▶ [Listed entries]
= = = = = = =

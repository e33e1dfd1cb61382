use std::sync::Arc;
use std::time::Duration;

use crate::library::{Library, Track, TrackId, UNKNOWN_ALBUM, UNKNOWN_ARTIST};

use super::{NullEngine, NullHandle, PlaybackState, Player, RepeatMode};

fn track(n: usize, duration: Option<Duration>) -> Track {
    Track {
        id: TrackId::from(format!("track-{n}")),
        title: format!("Track {n}"),
        artist: UNKNOWN_ARTIST.to_string(),
        album: UNKNOWN_ALBUM.to_string(),
        duration,
        artwork: None,
        payload: Arc::from(Vec::<u8>::new()),
    }
}

fn library(len: usize, duration: Option<Duration>) -> Library {
    Library::with_tracks((0..len).map(|n| track(n, duration)).collect())
}

fn player() -> (Player, NullHandle) {
    let (engine, handle) = NullEngine::new();
    (Player::new(Box::new(engine)), handle)
}

#[test]
fn play_track_loads_plays_and_reports_the_id() {
    let lib = library(3, None);
    let (mut player, handle) = player();

    let started = player.play_track(&lib, 1).unwrap();
    assert_eq!(started, Some(TrackId::from("track-1")));
    assert_eq!(player.state(), PlaybackState::Playing);
    assert_eq!(player.current(), Some(1));

    let state = handle.lock().unwrap();
    assert_eq!(state.loaded, vec![TrackId::from("track-1")]);
    assert!(state.playing);
}

#[test]
fn play_track_ignores_out_of_range_indices() {
    let lib = library(2, None);
    let (mut player, handle) = player();

    assert_eq!(player.play_track(&lib, 5).unwrap(), None);
    assert_eq!(player.state(), PlaybackState::Idle);
    assert!(handle.lock().unwrap().loaded.is_empty());
}

#[test]
fn toggle_play_is_a_no_op_on_an_empty_library() {
    let lib = Library::new();
    let (mut player, handle) = player();

    assert_eq!(player.toggle_play(&lib).unwrap(), None);
    assert_eq!(player.state(), PlaybackState::Idle);
    assert!(handle.lock().unwrap().loaded.is_empty());
}

#[test]
fn toggle_play_from_idle_starts_the_first_track() {
    let lib = library(3, None);
    let (mut player, _handle) = player();

    let started = player.toggle_play(&lib).unwrap();
    assert_eq!(started, Some(TrackId::from("track-0")));
    assert_eq!(player.state(), PlaybackState::Playing);
}

#[test]
fn toggle_play_flips_between_playing_and_paused() {
    let lib = library(3, None);
    let (mut player, handle) = player();
    player.play_track(&lib, 0).unwrap();

    assert_eq!(player.toggle_play(&lib).unwrap(), None);
    assert_eq!(player.state(), PlaybackState::Paused);
    assert!(!handle.lock().unwrap().playing);

    assert_eq!(player.toggle_play(&lib).unwrap(), None);
    assert_eq!(player.state(), PlaybackState::Playing);
    assert!(handle.lock().unwrap().playing);
}

#[test]
fn next_and_previous_wrap_at_both_ends() {
    let lib = library(3, None);
    let (mut player, _handle) = player();

    player.play_track(&lib, 2).unwrap();
    assert_eq!(
        player.next_track(&lib).unwrap(),
        Some(TrackId::from("track-0"))
    );

    player.play_track(&lib, 0).unwrap();
    assert_eq!(
        player.previous_track(&lib).unwrap(),
        Some(TrackId::from("track-2"))
    );
}

#[test]
fn track_end_with_repeat_off_parks_on_the_last_track() {
    let lib = library(3, None);
    let (mut player, handle) = player();
    player.play_track(&lib, 2).unwrap();

    assert_eq!(player.handle_track_end(&lib).unwrap(), None);
    assert_eq!(player.state(), PlaybackState::Paused);
    assert_eq!(player.current(), Some(2));
    assert!(!handle.lock().unwrap().playing);
}

#[test]
fn track_end_mid_list_advances_with_repeat_off() {
    let lib = library(3, None);
    let (mut player, _handle) = player();
    player.play_track(&lib, 0).unwrap();

    assert_eq!(
        player.handle_track_end(&lib).unwrap(),
        Some(TrackId::from("track-1"))
    );
    assert_eq!(player.state(), PlaybackState::Playing);
    assert_eq!(player.current(), Some(1));
}

#[test]
fn track_end_with_repeat_all_wraps_to_the_first_track() {
    let lib = library(3, None);
    let (mut player, _handle) = player();
    player.play_track(&lib, 2).unwrap();
    player.set_repeat(RepeatMode::All);

    assert_eq!(
        player.handle_track_end(&lib).unwrap(),
        Some(TrackId::from("track-0"))
    );
    assert_eq!(player.current(), Some(0));
    assert_eq!(player.state(), PlaybackState::Playing);
}

#[test]
fn track_end_with_repeat_one_restarts_without_reporting_a_play() {
    let lib = library(3, None);
    let (mut player, handle) = player();
    player.play_track(&lib, 1).unwrap();
    player.set_repeat(RepeatMode::One);

    assert_eq!(player.handle_track_end(&lib).unwrap(), None);
    assert_eq!(player.current(), Some(1));
    assert_eq!(player.state(), PlaybackState::Playing);

    let state = handle.lock().unwrap();
    assert_eq!(
        state.loaded,
        vec![TrackId::from("track-1"), TrackId::from("track-1")]
    );
    assert!(state.playing);
}

#[test]
fn track_end_under_shuffle_keeps_advancing_even_on_the_last_track() {
    let lib = library(3, None);
    let (mut player, _handle) = player();
    player.play_track(&lib, 2).unwrap();
    player.set_shuffle(true);

    assert!(player.handle_track_end(&lib).unwrap().is_some());
    assert_eq!(player.state(), PlaybackState::Playing);
}

#[test]
fn poll_finished_only_fires_for_a_playing_finished_stream() {
    let lib = library(3, None);
    let (mut player, handle) = player();

    // Nothing loaded yet: no advance.
    assert_eq!(player.poll_finished(&lib).unwrap(), None);

    player.play_track(&lib, 0).unwrap();
    assert_eq!(player.poll_finished(&lib).unwrap(), None);

    handle.lock().unwrap().finished = true;
    assert_eq!(
        player.poll_finished(&lib).unwrap(),
        Some(TrackId::from("track-1"))
    );
}

#[test]
fn volume_clamps_and_unmutes() {
    let (mut player, handle) = player();

    player.set_volume_level(-0.5);
    assert_eq!(player.volume(), 0.0);
    assert!(!player.is_muted());

    player.set_volume_level(1.5);
    assert_eq!(player.volume(), 1.0);
    assert_eq!(handle.lock().unwrap().volume, 1.0);

    player.toggle_mute();
    player.set_volume_level(0.3);
    assert!(!player.is_muted());
    assert_eq!(handle.lock().unwrap().volume, 0.3);
}

#[test]
fn nudges_compute_the_new_level_from_the_current_one() {
    let (mut player, _handle) = player();

    player.set_volume_level(0.5);
    player.nudge_volume(-0.2);
    assert!((player.volume() - 0.3).abs() < f32::EPSILON);

    player.set_volume_level(0.0);
    player.nudge_volume(-0.05);
    assert_eq!(player.volume(), 0.0);
}

#[test]
fn toggle_mute_silences_and_restores_the_engine() {
    let (mut player, handle) = player();
    player.set_volume_level(0.8);

    assert!(player.toggle_mute());
    assert_eq!(handle.lock().unwrap().volume, 0.0);
    assert_eq!(player.volume(), 0.8);

    assert!(!player.toggle_mute());
    assert_eq!(handle.lock().unwrap().volume, 0.8);
}

#[test]
fn seek_is_a_no_op_until_duration_is_known() {
    let lib = library(1, None);
    let (mut player, handle) = player();
    player.play_track(&lib, 0).unwrap();

    player.seek_to(0.5);
    assert!(handle.lock().unwrap().seeks.is_empty());
}

#[test]
fn seek_targets_the_clamped_fraction_of_the_duration() {
    let lib = library(1, Some(Duration::from_secs(200)));
    let (mut player, handle) = player();
    player.play_track(&lib, 0).unwrap();

    player.seek_to(0.5);
    player.seek_to(1.5);
    player.seek_to(-0.5);

    let state = handle.lock().unwrap();
    assert_eq!(
        state.seeks,
        vec![
            Duration::from_secs(100),
            Duration::from_secs(200),
            Duration::ZERO
        ]
    );
}

#[test]
fn repeat_cycles_off_all_one() {
    let (mut player, _handle) = player();
    assert_eq!(player.repeat(), RepeatMode::Off);
    assert_eq!(player.cycle_repeat(), RepeatMode::All);
    assert_eq!(player.cycle_repeat(), RepeatMode::One);
    assert_eq!(player.cycle_repeat(), RepeatMode::Off);
}

#[test]
fn stop_returns_to_idle() {
    let lib = library(2, None);
    let (mut player, handle) = player();
    player.play_track(&lib, 1).unwrap();

    player.stop();
    assert_eq!(player.state(), PlaybackState::Idle);
    assert_eq!(player.current(), None);
    assert!(handle.lock().unwrap().stopped);
}
//! Tag-extraction collaborator: recovers title/artist/album, cover art and
//! duration from a track's byte payload.

use std::io::Cursor;
use std::time::Duration;

use lofty::file::{AudioFile, TaggedFileExt};
use lofty::picture::MimeType;
use lofty::prelude::Accessor;
use lofty::probe::Probe;
use lofty::tag::Tag;
use thiserror::Error;

use super::model::Artwork;

#[derive(Debug, Error)]
pub enum TagError {
    #[error("could not inspect audio payload: {0}")]
    Inspect(#[from] std::io::Error),
    #[error("unreadable tag data: {0}")]
    Parse(#[from] lofty::error::LoftyError),
}

/// Metadata recovered from embedded tags. `None` fields keep the track's
/// synthesized defaults.
#[derive(Default)]
pub struct ExtractedTags {
    pub title: Option<String>,
    pub artist: Option<String>,
    pub album: Option<String>,
    pub artwork: Option<Artwork>,
    pub duration: Option<Duration>,
}

pub trait TagExtractor {
    fn extract(&self, payload: &[u8]) -> Result<ExtractedTags, TagError>;
}

/// Production extractor backed by `lofty`. Imported payloads carry no
/// trustworthy file extension, so the file type is probed from content.
pub struct LoftyExtractor;

impl TagExtractor for LoftyExtractor {
    fn extract(&self, payload: &[u8]) -> Result<ExtractedTags, TagError> {
        let tagged = Probe::new(Cursor::new(payload)).guess_file_type()?.read()?;

        let mut extracted = ExtractedTags {
            duration: Some(tagged.properties().duration()),
            ..ExtractedTags::default()
        };

        if let Some(tag) = tagged.primary_tag().or_else(|| tagged.first_tag()) {
            extracted.title = non_empty(tag.title().map(|v| v.into_owned()));
            extracted.artist = non_empty(tag.artist().map(|v| v.into_owned()));
            extracted.album = non_empty(tag.album().map(|v| v.into_owned()));
            extracted.artwork = first_picture(tag);
        }

        Ok(extracted)
    }
}

fn non_empty(value: Option<String>) -> Option<String> {
    value
        .map(|v| v.trim().to_string())
        .filter(|v| !v.is_empty())
}

fn first_picture(tag: &Tag) -> Option<Artwork> {
    tag.pictures().first().map(|picture| Artwork {
        mime: picture
            .mime_type()
            .map(MimeType::as_str)
            .unwrap_or("application/octet-stream")
            .to_string(),
        data: picture.data().to_vec(),
    })
}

= = = = = = =

Copy nothing except the lines from the one with "extracted.artist = non_empty(tag.artist().map(|v|" through the end of the records; keep each exactly as it appears, first and last included.

▶ [Output of the exercise]
            extracted.artist = non_empty(tag.artist().map(|v| v.into_owned()));
            extracted.album = non_empty(tag.album().map(|v| v.into_owned()));
            extracted.artwork = first_picture(tag);
        }

        Ok(extracted)
    }
}

fn non_empty(value: Option<String>) -> Option<String> {
    value
        .map(|v| v.trim().to_string())
        .filter(|v| !v.is_empty())
}

fn first_picture(tag: &Tag) -> Option<Artwork> {
    tag.pictures().first().map(|picture| Artwork {
        mime: picture
            .mime_type()
            .map(MimeType::as_str)
            .unwrap_or("application/octet-stream")
            .to_string(),
        data: picture.data().to_vec(),
    })
}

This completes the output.